Indeed, Apple TV+ launched Nov. 1, 2019, in 100 markets worldwide, yet interest in “Morning Show” and “See” dropped off after the first two weeks, according to Li.
“The Mandalorian” has the same critical rating as “Friends,” based on Ampere’s proprietary quality measure. Li says future Disney+ series will include more spin-off shows such as “Star Wars: The Clone Wars” from Lucasfilm and “WandaVision” from Marvel Studios.
Wedbush Securities analyst Michael Pachter contends that despite a major marketing effort around Apple TV+, which included signing up Jennifer Aniston, Reese Witherspoon and Steven Spielberg for original content, the finished product thus far has been underwhelming.
“[It] only had a handful of shows at launch,” Pachter wrote in a post.
Logan Purk, analyst at Edward Jones, said the streaming service would remain a “cash drain,” due to the investments required to produce original shows.
“They are leaning towards big stars and high production values,” Purk told IndieWire.

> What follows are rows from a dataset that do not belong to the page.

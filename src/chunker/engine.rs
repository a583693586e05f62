//! Core chunking engine - Chunker with a pull-based streaming API.
//!
//! This module implements the synchronous chunking API using the FastCDC
//! 2020 algorithm:
//!
//! - [`Chunker`] - Stateful CDC engine that reads from any [`std::io::Read`]
//! - `next_chunk()` - Yields one borrowed chunk per call, `Ok(None)` at the end
//! - `reset()` - Starts over with a new reader, reusing buffer and tables
//!
//! # Example
//!
//! ```
//! use gearcdc::{ChunkOptions, Chunker};
//!
//! let data = vec![0u8; 100_000];
//! let mut chunker = Chunker::new(&data[..], ChunkOptions::new(4096))?;
//!
//! let mut total = 0;
//! while let Some(chunk) = chunker.next_chunk()? {
//!     total += chunk.len();
//! }
//! assert_eq!(total, data.len());
//! # Ok::<(), gearcdc::ChunkError>(())
//! ```

use std::io::Read;

use crate::buffer::SlidingBuffer;
use crate::cdc::FastCdc;
use crate::chunk::Chunk;
use crate::config::{ChunkConfig, ChunkOptions};
use crate::error::Result;

use super::ChunkIter;

/// A chunker that splits a byte stream into content-defined chunks.
///
/// `Chunker` owns a read buffer of `buffer_size` bytes and the gear tables
/// for its seed. Each call to [`next_chunk`](Chunker::next_chunk) tops the
/// buffer up so that at least `max_size` bytes are available (or the stream
/// has ended), runs the cut-point search over the buffered bytes and returns
/// the chunk as a view into the buffer.
///
/// # Determinism
///
/// Identical byte streams and configurations produce identical chunks
/// (offsets, lengths and fingerprints), regardless of how the reader splits
/// its data across `read` calls.
///
/// # Zero-Copy
///
/// [`Chunk::data`] borrows the internal buffer, so the chunk must be dropped
/// before the next call. Copy it out with [`Chunk::to_owned_chunk`], or use
/// [`Chunker::into_chunks`] to get owned chunks directly.
///
/// # Errors
///
/// Interrupted reads are retried. Any other read error is returned as
/// [`ChunkError::Io`](crate::ChunkError::Io); after it the stream position
/// is not meaningful,
/// call [`reset`](Chunker::reset) before using the chunker again.
///
/// # Example
///
/// ```
/// use gearcdc::{ChunkOptions, Chunker};
///
/// let first = vec![1u8; 50_000];
/// let second = vec![2u8; 20_000];
///
/// let mut chunker = Chunker::new(&first[..], ChunkOptions::new(4096))?;
/// let mut lengths = Vec::new();
/// while let Some(chunk) = chunker.next_chunk()? {
///     lengths.push(chunk.len());
/// }
///
/// // Same buffer, same tables, new stream.
/// chunker.reset(&second[..]);
/// assert_eq!(chunker.next_chunk()?.map(|c| c.offset), Some(0));
/// # Ok::<(), gearcdc::ChunkError>(())
/// ```
#[derive(Debug)]
pub struct Chunker<R> {
    reader: R,
    cdc: FastCdc,
    buffer: SlidingBuffer,
    config: ChunkConfig,
}

impl<R: Read> Chunker<R> {
    /// Resolves `options` and creates a chunker reading from `reader`.
    ///
    /// # Errors
    ///
    /// Returns [`ChunkError::Config`](crate::ChunkError::Config) if the
    /// options are rejected. No buffer is allocated in that case.
    pub fn new(reader: R, options: ChunkOptions) -> Result<Self> {
        let config = options.resolve()?;
        Ok(Self::with_config(reader, config))
    }

    /// Creates a chunker from an already validated configuration.
    pub fn with_config(reader: R, config: ChunkConfig) -> Self {
        tracing::debug!(
            min_size = config.min_size(),
            avg_size = config.avg_size(),
            max_size = config.max_size(),
            normalization = config.normalization(),
            seeded = config.seed() != 0,
            buffer_size = config.buffer_size(),
            "creating chunker"
        );

        Self {
            reader,
            cdc: FastCdc::new(&config),
            buffer: SlidingBuffer::new(config.buffer_size()),
            config,
        }
    }

    /// Returns the next chunk, or `Ok(None)` once the stream is exhausted.
    ///
    /// May block while the reader is read. Chunks come out in stream order,
    /// contiguous and non-overlapping, starting at offset 0. Every chunk is
    /// between `min_size` and `max_size` bytes long except the last one,
    /// which may be shorter.
    ///
    /// Calling again after `Ok(None)` keeps returning `Ok(None)` without
    /// touching the reader.
    ///
    /// # Errors
    ///
    /// Returns [`ChunkError::Io`](crate::ChunkError::Io) if the reader fails.
    pub fn next_chunk(&mut self) -> Result<Option<Chunk<'_>>> {
        self.buffer.fill(&mut self.reader, self.config.max_size())?;

        if self.buffer.window().is_empty() {
            debug_assert!(self.buffer.is_eof());
            return Ok(None);
        }

        let cut = self.cdc.cut(self.buffer.window());
        let offset = self.buffer.position();
        let data = self.buffer.consume(cut.length);

        tracing::trace!(offset, length = cut.length, "emitting chunk");

        Ok(Some(Chunk {
            offset,
            data,
            fingerprint: cut.fingerprint,
        }))
    }

    /// Consumes the chunker and returns an iterator over owned chunks.
    ///
    /// Each chunk's data is copied out of the buffer.
    pub fn into_chunks(self) -> ChunkIter<R> {
        ChunkIter::new(self)
    }
}

impl<R> Chunker<R> {
    /// Starts over on a new reader and returns the previous one.
    ///
    /// The stream position goes back to 0 and any buffered bytes are
    /// dropped. The buffer allocation and gear tables are kept, so this is
    /// the cheap way to chunk many streams with one configuration. The
    /// returned reader is not closed or otherwise touched.
    pub fn reset(&mut self, reader: R) -> R {
        tracing::debug!(position = self.buffer.position(), "resetting chunker");
        self.buffer.reset();
        std::mem::replace(&mut self.reader, reader)
    }

    /// Returns the stream offset of the next chunk.
    pub fn position(&self) -> u64 {
        self.buffer.position()
    }

    /// Returns the configuration used by this chunker.
    pub fn config(&self) -> &ChunkConfig {
        &self.config
    }

    /// Returns a reference to the underlying reader.
    pub fn get_ref(&self) -> &R {
        &self.reader
    }

    /// Returns a mutable reference to the underlying reader.
    ///
    /// Reading from it directly skips those bytes in the chunk stream.
    pub fn get_mut(&mut self) -> &mut R {
        &mut self.reader
    }

    /// Consumes the chunker and returns the underlying reader.
    ///
    /// Bytes already buffered but not yet emitted are lost.
    pub fn into_inner(self) -> R {
        self.reader
    }
}

impl<R: Read> IntoIterator for Chunker<R> {
    type Item = Result<crate::chunk::OwnedChunk>;
    type IntoIter = ChunkIter<R>;

    fn into_iter(self) -> Self::IntoIter {
        self.into_chunks()
    }
}
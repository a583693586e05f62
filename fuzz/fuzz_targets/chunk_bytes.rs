#![no_main]

use gearcdc::{ChunkOptions, Chunker};
use libfuzzer_sys::fuzz_target;

fuzz_target!(|data: Vec<u8>| {
    let configs = [
        // Small chunks
        ChunkOptions::new(256),
        // Medium chunks, seeded
        ChunkOptions::new(1024).with_seed(0x5eed),
        // Normalization disabled
        ChunkOptions::new(4096).without_normalization(),
        // Odd bounds, tight buffer
        ChunkOptions::new(512)
            .with_min_size(97)
            .with_max_size(1001)
            .with_normalization(3)
            .with_buffer_size(1002),
    ];

    for options in configs {
        let config = options.resolve().unwrap();
        let mut chunker = Chunker::with_config(&data[..], config);

        let mut expected_offset = 0u64;
        let mut rebuilt = Vec::with_capacity(data.len());
        let mut lengths = Vec::new();
        while let Some(chunk) = chunker.next_chunk().unwrap() {
            // Verify: offsets are contiguous
            assert_eq!(chunk.offset, expected_offset);
            assert!(!chunk.is_empty());
            assert!(chunk.len() <= config.max_size());
            expected_offset += chunk.len() as u64;
            rebuilt.extend_from_slice(chunk.data);
            lengths.push(chunk.len());
        }

        // Verify: total bytes match input
        assert_eq!(rebuilt, data);

        // Verify: only the last chunk may fall short of min_size (minus one
        // byte for odd min sizes, where cuts land on even scan positions)
        if let Some((_, body)) = lengths.split_last() {
            for &len in body {
                assert!(len >= config.min_size() & !1);
            }
        }
    }
});
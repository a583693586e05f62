//! Normalized cut masks.

/// Lowest bit-width with an entry in [`MASKS`].
pub const MIN_MASK_BITS: u32 = 5;

/// Highest bit-width with an entry in [`MASKS`].
pub const MAX_MASK_BITS: u32 = 25;

/// Zero-padded masks from the FastCDC 2020 paper (Table II).
///
/// Indexed by `log2(chunk_size)`, e.g. `MASKS[13]` is the 8 KiB mask. Entries
/// 0 through 4 are padding. Entries 5 and 25 only exist so that normalization
/// level 3 can reach past the 64 B and 16 MiB averages.
pub const MASKS: [u64; 26] = [
    0,                     // 0: padding
    0,                     // 1: padding
    0,                     // 2: padding
    0,                     // 3: padding
    0,                     // 4: padding
    0x0000_0000_0180_4110, // 5: NC 3 only
    0x0000_0000_0180_3110, // 6: 64B
    0x0000_0000_1803_5100, // 7: 128B
    0x0000_0018_0003_5300, // 8: 256B
    0x0000_0190_0035_3000, // 9: 512B
    0x0000_5900_0353_0000, // 10: 1KB
    0x0000_d900_0353_0000, // 11: 2KB
    0x0000_d901_0353_0000, // 12: 4KB
    0x0000_d903_0353_0000, // 13: 8KB
    0x0000_d903_1353_0000, // 14: 16KB
    0x0000_d90f_0353_0000, // 15: 32KB
    0x0000_d903_0353_7000, // 16: 64KB
    0x0000_d907_0353_7000, // 17: 128KB
    0x0000_d907_0753_7000, // 18: 256KB
    0x0000_d917_0753_7000, // 19: 512KB
    0x0000_d917_4753_7000, // 20: 1MB
    0x0000_d917_6753_7000, // 21: 2MB
    0x0000_d937_6753_7000, // 22: 4MB
    0x0000_d937_7753_7000, // 23: 8MB
    0x0000_d937_7757_7000, // 24: 16MB
    0x0000_db37_7757_7000, // 25: NC 3 only
];

/// The four masks tested by the cut-point search.
///
/// `small` applies below the average size and has more bits set, so cuts are
/// rarer there. `large` applies from the average size on and has fewer bits
/// set. The `*_shifted` variants are the same masks shifted left by one bit,
/// matched against the fingerprint after the first byte of each pair.
#[derive(Debug, Clone, Copy, PartialEq, Eq, Hash)]
pub struct Masks {
    pub(crate) small: u64,
    pub(crate) large: u64,
    pub(crate) small_shifted: u64,
    pub(crate) large_shifted: u64,
}

impl Masks {
    /// Looks up the masks for an average of `2^avg_bits` bytes.
    ///
    /// Returns `None` when `avg_bits + normalization` or
    /// `avg_bits - normalization` falls outside
    /// [`MIN_MASK_BITS`]`..=`[`MAX_MASK_BITS`].
    pub fn select(avg_bits: u32, normalization: u32) -> Option<Self> {
        let small_bits = avg_bits.checked_add(normalization)?;
        let large_bits = avg_bits.checked_sub(normalization)?;
        if small_bits > MAX_MASK_BITS || large_bits < MIN_MASK_BITS {
            return None;
        }

        let small = MASKS[small_bits as usize];
        let large = MASKS[large_bits as usize];
        Some(Self {
            small,
            large,
            small_shifted: small << 1,
            large_shifted: large << 1,
        })
    }
}
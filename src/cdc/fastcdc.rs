//! FastCDC 2020 cut-point search.
//!
//! # Algorithm Overview
//!
//! The gear hash is updated as `fp = (fp << 1) + GEAR[byte]` and a cut is
//! declared where `fp & mask == 0`. The search here processes two bytes per
//! iteration (section 3.7 of the paper):
//!
//! - `fp = (fp << 2) + GEAR_SHIFTED[data[i]]`, tested against `mask << 1`
//! - `fp = fp + GEAR[data[i + 1]]`, tested against `mask`
//!
//! which is the single-byte recurrence unrolled once, so the result does not
//! depend on the pairing.
//!
//! Normalized chunking splits the scan in two phases. From `min_size` up to
//! the average size the strict `small` mask is used; from there up to
//! `max_size` the relaxed `large` mask takes over. If neither phase finds a
//! cut the chunk is cut at `max_size`.
//!
//! # References
//!
//! Wen Xia et al., "The Design of Fast Content-Defined Chunking for Data
//! Deduplication Based Storage Systems", IEEE TPDS 2020.

use super::{GearTables, Masks};
use crate::config::ChunkConfig;

/// Result of a cut-point search.
#[derive(Debug, Clone, Copy, PartialEq, Eq)]
pub struct Cut {
    /// Number of bytes from the start of the region that form the chunk.
    pub length: usize,
    /// Rolling hash at the cut, or `0` when no scan was performed.
    pub fingerprint: u64,
}

/// Stateless FastCDC cut-point finder.
///
/// Holds the size bounds, masks and (possibly seeded) gear tables of one
/// configuration. [`FastCdc::cut`] is a pure function of its input and this
/// state, so one instance can be used for any number of streams.
#[derive(Debug, Clone)]
pub struct FastCdc {
    min_size: usize,
    max_size: usize,
    normalize_size: usize,
    masks: Masks,
    gear: GearTables,
}

impl FastCdc {
    /// Creates a finder for a validated configuration.
    pub fn new(config: &ChunkConfig) -> Self {
        Self {
            min_size: config.min_size(),
            max_size: config.max_size(),
            normalize_size: config.avg_size(),
            masks: *config.masks(),
            gear: GearTables::new(config.seed()),
        }
    }

    /// Finds the first cut point in `data`.
    ///
    /// A region of at most `min_size` bytes is returned whole with a
    /// fingerprint of `0`. The chunker only passes such a region at the end
    /// of the stream, since it otherwise keeps at least `max_size` bytes
    /// buffered. That `0` says nothing about the content.
    ///
    /// Otherwise the returned length is at most `min(data.len(), max_size)`.
    /// Cuts land on the scan position itself, so with an odd `min_size` a
    /// chunk can be one byte shorter than `min_size`.
    pub fn cut(&self, data: &[u8]) -> Cut {
        let data_len = data.len();
        if data_len <= self.min_size {
            return Cut {
                length: data_len,
                fingerprint: 0,
            };
        }

        let max_boundary = data_len.min(self.max_size);
        let normalize_boundary = self.normalize_size.min(max_boundary);

        // Even positions for the two-bytes-per-iteration scan.
        let scan_start = self.min_size & !1;
        let normalize_at = normalize_boundary & !1;
        let scan_end = max_boundary & !1;

        let data = &data[..max_boundary];
        let gear = &self.gear.base;
        let gear_shifted = &self.gear.shifted;
        let Masks {
            small,
            large,
            small_shifted,
            large_shifted,
        } = self.masks;

        let mut fingerprint = 0u64;

        let mut i = scan_start;
        while i < normalize_at {
            fingerprint = (fingerprint << 2).wrapping_add(gear_shifted[data[i] as usize]);
            if fingerprint & small_shifted == 0 {
                return Cut {
                    length: i,
                    fingerprint,
                };
            }
            fingerprint = fingerprint.wrapping_add(gear[data[i + 1] as usize]);
            if fingerprint & small == 0 {
                return Cut {
                    length: i + 1,
                    fingerprint,
                };
            }
            i += 2;
        }

        let mut i = normalize_at;
        while i < scan_end {
            fingerprint = (fingerprint << 2).wrapping_add(gear_shifted[data[i] as usize]);
            if fingerprint & large_shifted == 0 {
                return Cut {
                    length: i,
                    fingerprint,
                };
            }
            fingerprint = fingerprint.wrapping_add(gear[data[i + 1] as usize]);
            if fingerprint & large == 0 {
                return Cut {
                    length: i + 1,
                    fingerprint,
                };
            }
            i += 2;
        }

        Cut {
            length: max_boundary,
            fingerprint,
        }
    }

    /// Returns the minimum size.
    pub fn min_size(&self) -> usize {
        self.min_size
    }

    /// Returns the maximum size.
    pub fn max_size(&self) -> usize {
        self.max_size
    }
}
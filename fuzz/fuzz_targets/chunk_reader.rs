#![no_main]

use std::io::{self, Read};

use gearcdc::{ChunkOptions, Chunker, OwnedChunk};
use libfuzzer_sys::fuzz_target;

/// Serves the payload in read sizes taken from the fuzz input.
struct SplitReader<'a> {
    data: &'a [u8],
    steps: &'a [u8],
    turn: usize,
}

impl Read for SplitReader<'_> {
    fn read(&mut self, buf: &mut [u8]) -> io::Result<usize> {
        let step = match self.steps {
            [] => usize::MAX,
            steps => steps[self.turn % steps.len()] as usize * 64 + 1,
        };
        self.turn += 1;
        let n = step.min(buf.len()).min(self.data.len());
        buf[..n].copy_from_slice(&self.data[..n]);
        self.data = &self.data[n..];
        Ok(n)
    }
}

fn chunk_all<R: Read>(reader: R, options: ChunkOptions) -> Vec<OwnedChunk> {
    Chunker::new(reader, options)
        .unwrap()
        .into_chunks()
        .collect::<Result<_, _>>()
        .unwrap()
}

fuzz_target!(|input: (Vec<u8>, Vec<u8>, u64)| {
    let (data, steps, seed) = input;
    let options = ChunkOptions::new(512).with_seed(seed);

    let whole = chunk_all(&data[..], options);
    let split = chunk_all(
        SplitReader {
            data: &data,
            steps: &steps,
            turn: 0,
        },
        options,
    );

    // Verify: read partitioning never changes the chunk stream
    assert_eq!(whole, split);

    // Verify: reset reproduces a fresh run
    let mut chunker = Chunker::new(&steps[..], options).unwrap();
    let _ = chunker.next_chunk().unwrap();
    chunker.reset(&data[..]);
    let again: Vec<OwnedChunk> = chunker.into_chunks().collect::<Result<_, _>>().unwrap();
    assert_eq!(whole, again);
});
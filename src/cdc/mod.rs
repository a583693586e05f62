//! Content-Defined Chunking (CDC) implementation.
//!
//! This module contains the core algorithm for identifying chunk boundaries
//! based on content patterns rather than fixed sizes.
//!
//! - [`FastCdc`] - FastCDC 2020 cut-point search
//! - [`GearTables`] - Base and pre-shifted gear tables, optionally seeded
//! - [`Masks`] - Normalized cut masks selected by bit-width

mod fastcdc;
mod gear;
mod mask;

pub use fastcdc::{Cut, FastCdc};
pub use gear::{GEAR, GEAR_SHIFTED, GearTables};
pub use mask::{MASKS, MAX_MASK_BITS, MIN_MASK_BITS, Masks};
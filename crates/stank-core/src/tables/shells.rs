//! Shell-family membership sets.

use std::collections::HashSet;
use std::sync::LazyLock;

/// Interpreters that are full-featured bash, as opposed to the POSIX
/// subsets (ash, dash, posh, ksh, zsh).
pub(crate) static FULL_BASH_INTERPRETERS: LazyLock<HashSet<&'static str>> =
    LazyLock::new(|| ["bash", "bash4"].into_iter().collect());

/// Members of the modern ksh family.
pub(crate) static KSH_INTERPRETERS: LazyLock<HashSet<&'static str>> = LazyLock::new(|| {
    ["ksh", "ksh88", "ksh93", "mksh", "oksh", "pdksh", "rksh"]
        .into_iter()
        .collect()
});

/// Non-POSIX but still low-level, interactive shells.
pub(crate) static ALT_INTERPRETERS: LazyLock<HashSet<&'static str>> = LazyLock::new(|| {
    [
        "csh", "elvish", "etsh", "fish", "ion", "lksh", "rc", "tcsh", "tsh",
    ]
    .into_iter()
    .collect()
});

pub(crate) static ALT_EXTENSIONS: LazyLock<HashSet<&'static str>> = LazyLock::new(|| {
    [
        ".csh", ".cshrc", ".elv", ".etsh", ".fish", ".fishrc", ".ion", ".ionrc", ".lksh", ".rc",
        ".rcrc", ".tcsh", ".tcshrc", ".tsh",
    ]
    .into_iter()
    .collect()
});

pub(crate) static ALT_FILENAMES: LazyLock<HashSet<&'static str>> =
    LazyLock::new(|| ["csh.login", "csh.logout", "rc.elv"].into_iter().collect());

/// Extensions of files that are machine generated and rarely edited by
/// hand, e.g. Git sample hooks.
pub(crate) static MACHINE_EXTENSIONS: LazyLock<HashSet<&'static str>> =
    LazyLock::new(|| [".sample"].into_iter().collect());
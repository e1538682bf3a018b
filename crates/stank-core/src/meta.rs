//! Filesystem metadata resolution.
//!
//! Everything here is derived from `lstat` and the path itself; no file
//! content is read.

use std::fs;
use std::io;
use std::path::Path;

/// Owner execute bit.
const OWNER_EXEC: u32 = 0o100;

/// Facts about a path that do not require opening it.
#[derive(Debug, Clone, Default, PartialEq, Eq)]
pub struct PathFacts {
    pub directory: bool,
    pub symlink: bool,
    pub size: u64,
    pub permissions: u32,
    pub owner_executable: bool,
    pub filename: String,
    pub basename: String,
    pub extension: String,
}

impl PathFacts {
    /// Editor backup and swap files, e.g. `deploy.sh~`.
    pub fn is_backup(&self) -> bool {
        self.filename.ends_with('~')
    }
}

/// Stats `path` without following symlinks and derives name facts.
pub fn resolve(path: &Path) -> io::Result<PathFacts> {
    let meta = fs::symlink_metadata(path)?;
    let file_type = meta.file_type();

    if file_type.is_dir() {
        return Ok(PathFacts {
            directory: true,
            ..Default::default()
        });
    }

    let permissions = permission_bits(&meta);
    let filename = file_name(path);

    Ok(PathFacts {
        directory: false,
        symlink: file_type.is_symlink(),
        size: meta.len(),
        permissions,
        owner_executable: permissions & OWNER_EXEC != 0,
        basename: filename.clone(),
        extension: extension(&filename).to_string(),
        filename,
    })
}

/// Final path component, or the whole path when it has none.
pub fn file_name(path: &Path) -> String {
    path.file_name()
        .map(|name| name.to_string_lossy().into_owned())
        .unwrap_or_else(|| path.to_string_lossy().into_owned())
}

/// Suffix starting at the last `.` of `filename`, or `""`.
///
/// Unlike `Path::extension`, a leading dot counts: `.profile` has
/// extension `.profile` and `archive.` has extension `.`.
pub fn extension(filename: &str) -> &str {
    filename.rfind('.').map_or("", |i| &filename[i..])
}

#[cfg(unix)]
fn permission_bits(meta: &fs::Metadata) -> u32 {
    use std::os::unix::fs::PermissionsExt;

    meta.permissions().mode() & 0o777
}

#[cfg(not(unix))]
fn permission_bits(meta: &fs::Metadata) -> u32 {
    if meta.permissions().readonly() {
        0o444
    } else {
        0o666
    }
}

#[cfg(test)]
mod tests {
    use super::*;
    use tempfile::TempDir;

    #[test]
    fn extension_follows_last_dot() {
        assert_eq!(extension("hello.sh"), ".sh");
        assert_eq!(extension("archive.tar.gz"), ".gz");
        assert_eq!(extension(".profile"), ".profile");
        assert_eq!(extension("Makefile"), "");
        assert_eq!(extension("trailing."), ".");
    }

    #[test]
    fn file_name_takes_last_component() {
        assert_eq!(file_name(Path::new("a/b/c.sh")), "c.sh");
        assert_eq!(file_name(Path::new("a/b/")), "b");
        assert_eq!(file_name(Path::new("/")), "/");
    }

    #[test]
    fn backup_files_are_detected() {
        let facts = PathFacts {
            filename: "deploy.sh~".into(),
            ..Default::default()
        };
        assert!(facts.is_backup());
    }

    #[test]
    fn directories_resolve_without_names() {
        let dir = TempDir::new().unwrap();
        let facts = resolve(dir.path()).unwrap();

        assert!(facts.directory);
        assert!(facts.filename.is_empty());
        assert_eq!(facts.permissions, 0);
    }

    #[test]
    fn missing_path_is_not_found() {
        let err = resolve(Path::new("definitely/not/here.sh")).unwrap_err();
        assert_eq!(err.kind(), io::ErrorKind::NotFound);
    }

    #[cfg(unix)]
    #[test]
    fn owner_executable_bit_is_read() {
        use std::os::unix::fs::PermissionsExt;

        let dir = TempDir::new().unwrap();
        let path = dir.path().join("run");
        fs::write(&path, "#!/bin/sh\n").unwrap();
        fs::set_permissions(&path, fs::Permissions::from_mode(0o744)).unwrap();

        let facts = resolve(&path).unwrap();
        assert!(facts.owner_executable);
        assert_eq!(facts.permissions, 0o744);
        assert_eq!(facts.size, 10);

        fs::set_permissions(&path, fs::Permissions::from_mode(0o644)).unwrap();
        assert!(!resolve(&path).unwrap().owner_executable);
    }

    #[cfg(unix)]
    #[test]
    fn symlinks_are_not_followed() {
        let dir = TempDir::new().unwrap();
        let target = dir.path().join("target.sh");
        fs::write(&target, "#!/bin/sh\n").unwrap();
        let link = dir.path().join("link.sh");
        std::os::unix::fs::symlink(&target, &link).unwrap();

        let facts = resolve(&link).unwrap();
        assert!(facts.symlink);
        assert_eq!(facts.filename, "link.sh");
        assert_eq!(facts.extension, ".sh");
    }
}
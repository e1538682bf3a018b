//! Final verdict for a sniffed file.
//!
//! The policy is conservative: name tables are authoritative over
//! content, so a POSIX-looking shebang never overrides an extension or
//! filename explicitly marked non-POSIX.
//!
//!   - Named interpreter → POSIXy iff the interpreter is POSIXy and
//!                         neither name table vetoes it
//!   - Bare `#!`         → POSIXy iff the name tables say so
//!   - Not POSIXy        → alt shell iff interpreter, extension or filename
//!                         is in an alternative-shell set
//!
//! Files without a shebang never reach the combiner; they keep the
//! table verdict and are not considered for the alt-shell sets.
//!
//! A file is never both POSIXy and an alt shell script. Machine-generated
//! files get no special treatment here; callers decide what to do with
//! that flag.

use crate::classify::prior::TableHits;
use crate::smell::Interpreter;
use crate::tables;

#[derive(Debug, Clone, Copy, Default, PartialEq, Eq)]
pub struct Verdict {
    pub posixy: bool,
    pub alt_shell_script: bool,
}

/// `shebang_interpreter` is the interpreter named by the `#!` line, or
/// `None` when the line names none (`#!`, `#!/usr/bin/env`).
pub fn combine(
    hits: &TableHits,
    shebang_interpreter: Option<&str>,
    interpreter: &Interpreter,
    extension: &str,
    filename: &str,
) -> Verdict {
    let posixy = match shebang_interpreter {
        Some(name) => tables::interpreter_posixy(name) && hits.allows_posixy(),
        None => hits.posixy(),
    };

    if posixy {
        return Verdict {
            posixy,
            alt_shell_script: false,
        };
    }

    let alt_shell_script = interpreter.name().is_some_and(tables::is_alt_interpreter)
        || tables::is_alt_extension(extension)
        || tables::is_alt_filename(filename);

    Verdict {
        posixy: false,
        alt_shell_script,
    }
}
use serde::{Deserialize, Serialize};

/// Optional probes that cost extra file reads.
///
/// Both default to off, trading completeness of the record for speed
/// when sniffing large trees.
#[derive(Debug, Clone, Copy, Default, PartialEq, Eq, Serialize, Deserialize)]
pub struct SniffConfig {
    /// Read the final bytes of the file to report a trailing `\n`.
    pub eol_check: bool,

    /// Scan the whole file for `\r`. Only runs for records already
    /// classified as POSIX or alternative shell scripts.
    pub cr_check: bool,
}

impl SniffConfig {
    /// Every optional probe enabled.
    pub fn thorough() -> Self {
        Self {
            eol_check: true,
            cr_check: true,
        }
    }
}
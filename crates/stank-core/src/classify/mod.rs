pub mod combine;
pub mod prior;

pub use combine::{Verdict, combine};
pub use prior::{TableHits, is_library};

D.A. Davison & Co. analyst Tom Forte contends that while select Apple TV+ programs are “compelling,” from an investment standpoint he doubts the content is worth the investment.
“Apple is risking brand damage by offering the service at such a low price and even giving it away for free,” Forte said.
Forbes analyst John Koetsier goes one step further. He says Apple TV+ is doomed and the sooner the Cupertino, Calif.-based company realizes that the better.
Koetsier says that after unrivaled success with iPhone, iPad, Apple Watch and Mac computers, the company is stumbling with TV+ and a sudden focus on original content.
“Apple: you are amazing at hardware. You are one of the best in the world at combining hardware, software, and services,” he wrote. “You are not a media production powerhouse.”